• WHAT IS REQUIRED: Copy each line of the data beneath in which the word "ComponentStorage" appears.

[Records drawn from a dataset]
..............................
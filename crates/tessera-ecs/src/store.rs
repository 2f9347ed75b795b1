//! Per-type component storage.
//!
//! A [`ComponentStore<T>`] keeps payloads in a dense `Vec<T>` so systems can
//! iterate "every entity with component X" without touching unrelated
//! component types. A sparse index keyed by entity slot maps back into the
//! dense array. Removal swaps the last element into the hole, so the dense
//! array stays contiguous.
//!
//! Stores never consult the [`EntityAllocator`]: attaching a component to a
//! dead entity is the caller's mistake to avoid. Each dense slot remembers the
//! full [`EntityId`] it belongs to, so a stale handle whose index has since
//! been recycled reads as [`EcsError::NotFound`] rather than aliasing the new
//! occupant's data.

use crate::entity::{EntityAllocator, EntityId};
use crate::EcsError;

// ---------------------------------------------------------------------------
// ComponentStorage
// ---------------------------------------------------------------------------

/// Type-erased capability shared by every component store.
///
/// Specialized stores implement this to release any externally owned resource
/// (a geometry buffer, an asset handle) before the entry disappears. The base
/// [`ComponentStore`] only guarantees map-level removal.
pub trait ComponentStorage {
    /// Remove the component attached to `entity`, if any.
    fn destroy_instance(&mut self, entity: EntityId);

    /// Whether `entity` currently has a component in this store.
    fn contains(&self, entity: EntityId) -> bool;

    /// Number of stored components.
    fn len(&self) -> usize;

    /// Whether the store holds no components.
    fn is_empty(&self) -> bool {
        self.len() == 0
    }
}

/// Remove `entity` from every store in `stores`, then destroy the handle.
///
/// The allocator does not know which stores hold data for an entity; whoever
/// owns those stores decides which ones to clean up. Returns `false` if the
/// entity was not alive, in which case the stores are left untouched.
pub fn destroy_entity(
    entity: EntityId,
    allocator: &mut EntityAllocator,
    stores: &mut [&mut dyn ComponentStorage],
) -> bool {
    if !allocator.is_alive(entity) {
        return false;
    }
    for store in stores.iter_mut() {
        store.destroy_instance(entity);
    }
    allocator.destroy(entity)
}

// ---------------------------------------------------------------------------
// ComponentStore
// ---------------------------------------------------------------------------

/// Dense storage mapping [`EntityId`] to a payload of type `T`.
#[derive(Debug, Clone)]
pub struct ComponentStore<T> {
    /// Entity index -> dense slot.
    sparse: Vec<Option<u32>>,
    /// Owner of each dense slot, parallel to `dense`.
    entities: Vec<EntityId>,
    dense: Vec<T>,
}

impl<T> ComponentStore<T> {
    /// Create an empty store.
    pub fn new() -> Self {
        Self {
            sparse: Vec::new(),
            entities: Vec::new(),
            dense: Vec::new(),
        }
    }

    /// Create an empty store with room for `capacity` components.
    pub fn with_capacity(capacity: usize) -> Self {
        Self {
            sparse: Vec::with_capacity(capacity),
            entities: Vec::with_capacity(capacity),
            dense: Vec::with_capacity(capacity),
        }
    }

    /// Insert or overwrite the payload for `entity`.
    ///
    /// Returns the previous payload when `entity` already had one. A leftover
    /// entry from an older generation at the same index is replaced and not
    /// returned; use [`replace`](Self::replace) when that entry owns
    /// something that must be released.
    pub fn set(&mut self, entity: EntityId, value: T) -> Option<T> {
        self.replace(entity, value)
            .and_then(|(owner, previous)| (owner == entity).then_some(previous))
    }

    /// Insert or overwrite the payload for `entity`, returning whatever
    /// occupied its index together with that entry's owner.
    ///
    /// The owner differs from `entity` when the displaced entry was left
    /// behind by an older generation.
    pub fn replace(&mut self, entity: EntityId, value: T) -> Option<(EntityId, T)> {
        let idx = entity.index() as usize;
        if idx >= self.sparse.len() {
            self.sparse.resize(idx + 1, None);
        }

        match self.sparse[idx] {
            Some(slot) => {
                let slot = slot as usize;
                let owner = std::mem::replace(&mut self.entities[slot], entity);
                let previous = std::mem::replace(&mut self.dense[slot], value);
                Some((owner, previous))
            }
            None => {
                self.sparse[idx] = Some(self.dense.len() as u32);
                self.entities.push(entity);
                self.dense.push(value);
                None
            }
        }
    }

    /// Borrow the payload for `entity`.
    pub fn get(&self, entity: EntityId) -> Result<&T, EcsError> {
        let slot = self.slot(entity).ok_or(EcsError::NotFound { entity })?;
        Ok(&self.dense[slot])
    }

    /// Mutably borrow the payload for `entity`.
    pub fn get_mut(&mut self, entity: EntityId) -> Result<&mut T, EcsError> {
        let slot = self.slot(entity).ok_or(EcsError::NotFound { entity })?;
        Ok(&mut self.dense[slot])
    }

    /// Whether `entity` has a payload in this store.
    pub fn contains(&self, entity: EntityId) -> bool {
        self.slot(entity).is_some()
    }

    /// Remove and return the payload for `entity`.
    ///
    /// The last dense element is swapped into the vacated slot.
    pub fn remove(&mut self, entity: EntityId) -> Result<T, EcsError> {
        let slot = self.slot(entity).ok_or(EcsError::NotFound { entity })?;
        self.sparse[entity.index() as usize] = None;

        self.entities.swap_remove(slot);
        let value = self.dense.swap_remove(slot);
        if let Some(&moved) = self.entities.get(slot) {
            self.sparse[moved.index() as usize] = Some(slot as u32);
        }
        Ok(value)
    }

    /// Number of stored payloads.
    pub fn len(&self) -> usize {
        self.dense.len()
    }

    /// Whether the store is empty.
    pub fn is_empty(&self) -> bool {
        self.dense.is_empty()
    }

    /// Iterate `(entity, &payload)` in dense order.
    pub fn iter(&self) -> impl Iterator<Item = (EntityId, &T)> {
        self.entities.iter().copied().zip(self.dense.iter())
    }

    /// Iterate `(entity, &mut payload)` in dense order.
    pub fn iter_mut(&mut self) -> impl Iterator<Item = (EntityId, &mut T)> {
        self.entities.iter().copied().zip(self.dense.iter_mut())
    }

    /// Entities that currently have a payload, in dense order.
    pub fn entities(&self) -> &[EntityId] {
        &self.entities
    }

    /// Remove every payload.
    pub fn clear(&mut self) {
        self.sparse.clear();
        self.entities.clear();
        self.dense.clear();
    }

    fn slot(&self, entity: EntityId) -> Option<usize> {
        let slot = (*self.sparse.get(entity.index() as usize)?)? as usize;
        (self.entities[slot] == entity).then_some(slot)
    }
}

impl<T> Default for ComponentStore<T> {
    fn default() -> Self {
        Self::new()
    }
}

impl<T> ComponentStorage for ComponentStore<T> {
    fn destroy_instance(&mut self, entity: EntityId) {
        let _ = self.remove(entity);
    }

    fn contains(&self, entity: EntityId) -> bool {
        ComponentStore::contains(self, entity)
    }

    fn len(&self) -> usize {
        self.dense.len()
    }
}

// ---------------------------------------------------------------------------
// Tests
// ---------------------------------------------------------------------------

#[cfg(test)]
mod tests {
    use super::*;

    #[derive(Debug, Clone, PartialEq)]
    struct Health(u32);

    fn ids(n: u32) -> Vec<EntityId> {
        (0..n).map(|i| EntityId::new(i, 0)).collect()
    }

    #[test]
    fn set_then_get() {
        let mut store = ComponentStore::new();
        let e = EntityId::new(3, 0);
        assert_eq!(store.set(e, Health(10)), None);
        assert_eq!(store.get(e).unwrap(), &Health(10));
        assert_eq!(store.len(), 1);
    }

    #[test]
    fn set_overwrites_existing() {
        let mut store = ComponentStore::new();
        let e = EntityId::new(0, 0);
        store.set(e, Health(1));
        assert_eq!(store.set(e, Health(2)), Some(Health(1)));
        assert_eq!(store.get(e).unwrap(), &Health(2));
        assert_eq!(store.len(), 1);
    }

    #[test]
    fn missing_component_is_not_found() {
        let store: ComponentStore<Health> = ComponentStore::new();
        let e = EntityId::new(7, 0);
        match store.get(e) {
            Err(EcsError::NotFound { entity }) => assert_eq!(entity, e),
            other => panic!("expected NotFound, got {other:?}"),
        }
    }

    #[test]
    fn stale_generation_does_not_alias() {
        let mut store = ComponentStore::new();
        let old = EntityId::new(0, 0);
        let new = EntityId::new(0, 1);
        store.set(old, Health(1));
        assert!(store.get(new).is_err());

        // Attaching for the new generation replaces the leftover entry.
        assert_eq!(store.set(new, Health(2)), None);
        assert!(store.get(old).is_err());
        assert_eq!(store.get(new).unwrap(), &Health(2));
        assert_eq!(store.len(), 1);
    }

    #[test]
    fn replace_reports_displaced_owner() {
        let mut store = ComponentStore::new();
        let old = EntityId::new(2, 0);
        let new = EntityId::new(2, 1);
        assert_eq!(store.replace(old, Health(1)), None);
        assert_eq!(store.replace(old, Health(2)), Some((old, Health(1))));
        assert_eq!(store.replace(new, Health(3)), Some((old, Health(2))));
        assert_eq!(store.get(new).unwrap(), &Health(3));
        assert_eq!(store.len(), 1);
    }

    #[test]
    fn remove_middle_keeps_dense_contiguous() {
        let mut store = ComponentStore::new();
        let e = ids(3);
        for (i, &id) in e.iter().enumerate() {
            store.set(id, Health(i as u32));
        }

        assert_eq!(store.remove(e[0]).unwrap(), Health(0));
        assert_eq!(store.len(), 2);
        assert!(store.get(e[0]).is_err());
        assert_eq!(store.get(e[1]).unwrap(), &Health(1));
        assert_eq!(store.get(e[2]).unwrap(), &Health(2));

        let seen: Vec<EntityId> = store.iter().map(|(id, _)| id).collect();
        assert_eq!(seen.len(), 2);
        assert!(!seen.contains(&e[0]));
    }

    #[test]
    fn remove_last_element() {
        let mut store = ComponentStore::new();
        let e = ids(2);
        store.set(e[0], Health(0));
        store.set(e[1], Health(1));
        store.remove(e[1]).unwrap();
        assert_eq!(store.entities(), &[e[0]]);
        assert!(store.remove(e[1]).is_err());
    }

    #[test]
    fn iter_mut_updates_in_place() {
        let mut store = ComponentStore::new();
        for id in ids(4) {
            store.set(id, Health(1));
        }
        for (_, hp) in store.iter_mut() {
            hp.0 += 1;
        }
        assert!(store.iter().all(|(_, hp)| hp.0 == 2));
    }

    #[test]
    fn destroy_entity_cleans_supplied_stores() {
        let mut alloc = EntityAllocator::with_capacity(0);
        let mut health = ComponentStore::new();
        let mut names: ComponentStore<String> = ComponentStore::new();

        let e = alloc.create().unwrap();
        health.set(e, Health(5));
        names.set(e, "crate".to_owned());

        assert!(destroy_entity(e, &mut alloc, &mut [&mut health, &mut names]));
        assert!(!alloc.is_alive(e));
        assert!(ComponentStorage::is_empty(&health));
        assert!(ComponentStorage::is_empty(&names));

        // Already dead: nothing happens.
        assert!(!destroy_entity(e, &mut alloc, &mut [&mut health]));
    }

    #[test]
    fn clear_empties_store() {
        let mut store = ComponentStore::with_capacity(8);
        for id in ids(8) {
            store.set(id, Health(0));
        }
        store.clear();
        assert!(store.is_empty());
        assert!(!store.contains(EntityId::new(0, 0)));
    }
}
..............................
• EXERCISE ANSWER:
// ComponentStorage
pub trait ComponentStorage {
    stores: &mut [&mut dyn ComponentStorage],
impl<T> ComponentStorage for ComponentStore<T> {
        assert!(ComponentStorage::is_empty(&health));
        assert!(ComponentStorage::is_empty(&names));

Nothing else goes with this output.